> **WHAT IS EXPECTED**
Your answer must be a single number: the count of lines in the records below that include the string "JobRecord".

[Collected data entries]
○ ○ ○ ○ ○ ○ ○

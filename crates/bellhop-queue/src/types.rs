use std::collections::BTreeMap;

use bellhop_core::{AppointmentId, JobKey, ReminderKind};
use chrono::{DateTime, Utc};
use serde::{Deserialize, Serialize};

/// Lifecycle state of a queued job.
#[derive(Debug, Clone, Copy, PartialEq, Eq, Serialize, Deserialize)]
#[serde(rename_all = "snake_case")]
pub enum JobState {
    /// Waiting for its fire time.
    Pending,
    /// Claimed by a worker.
    Running,
    /// Consumed; see the job's outcome.
    Fired,
    /// Given up on.
    Discarded,
}

impl JobState {
    pub fn as_str(&self) -> &'static str {
        match self {
            JobState::Pending => "pending",
            JobState::Running => "running",
            JobState::Fired => "fired",
            JobState::Discarded => "discarded",
        }
    }
}

impl std::fmt::Display for JobState {
    fn fmt(&self, f: &mut std::fmt::Formatter<'_>) -> std::fmt::Result {
        f.write_str(self.as_str())
    }
}

impl std::str::FromStr for JobState {
    type Err = String;

    fn from_str(s: &str) -> std::result::Result<Self, Self::Err> {
        match s {
            "pending" => Ok(JobState::Pending),
            "running" => Ok(JobState::Running),
            "fired" => Ok(JobState::Fired),
            "discarded" => Ok(JobState::Discarded),
            other => Err(format!("unknown job state: {other}")),
        }
    }
}

/// A job to enqueue. `payload` is opaque JSON owned by the caller.
#[derive(Debug, Clone)]
pub struct NewJob {
    pub job_key: JobKey,
    pub appointment_id: AppointmentId,
    pub kind: ReminderKind,
    pub payload: String,
}

/// Receipt for an enqueue.
#[derive(Debug, Clone, PartialEq, Eq, Serialize)]
pub struct JobRef {
    pub job_key: JobKey,
    pub fire_at: DateTime<Utc>,
    /// A live (pending or running) job with the same key was overwritten.
    pub replaced: bool,
}

/// Result of a keyed delete. None of these is an error.
#[derive(Debug, Clone, Copy, PartialEq, Eq, Serialize, Deserialize)]
#[serde(rename_all = "kebab-case")]
pub enum DeleteOutcome {
    Removed,
    NotFound,
    AlreadyRunning,
}

/// A job claimed by a worker. Acknowledgements must present the lease id.
#[derive(Debug, Clone)]
pub struct ClaimedJob {
    pub job_key: JobKey,
    pub appointment_id: AppointmentId,
    pub kind: ReminderKind,
    pub payload: String,
    /// 1-based number of this delivery attempt.
    pub attempt: u32,
    pub fire_at: DateTime<Utc>,
    pub lease_id: String,
}

/// Read-only view of a stored job, for monitoring.
#[derive(Debug, Clone, PartialEq, Eq, Serialize)]
pub struct JobRecord {
    pub job_key: JobKey,
    pub appointment_id: AppointmentId,
    pub kind: ReminderKind,
    pub state: JobState,
    pub fire_at: DateTime<Utc>,
    pub attempt: u32,
    pub outcome: Option<String>,
    pub last_error: Option<String>,
    pub updated_at: String,
}

/// Queue-wide counters plus the next jobs due.
#[derive(Debug, Clone, Default, PartialEq, Eq, Serialize)]
pub struct QueueStats {
    pub pending: u64,
    pub in_flight: u64,
    pub fired: u64,
    pub discarded: u64,
    /// Finished jobs grouped by recorded outcome (`sent`, `skipped_stale`, …).
    pub outcomes: BTreeMap<String, u64>,
    pub next_pending: Vec<JobRecord>,
}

○ ○ ○ ○ ○ ○ ○

> **EXPECTED OUTPUT**
2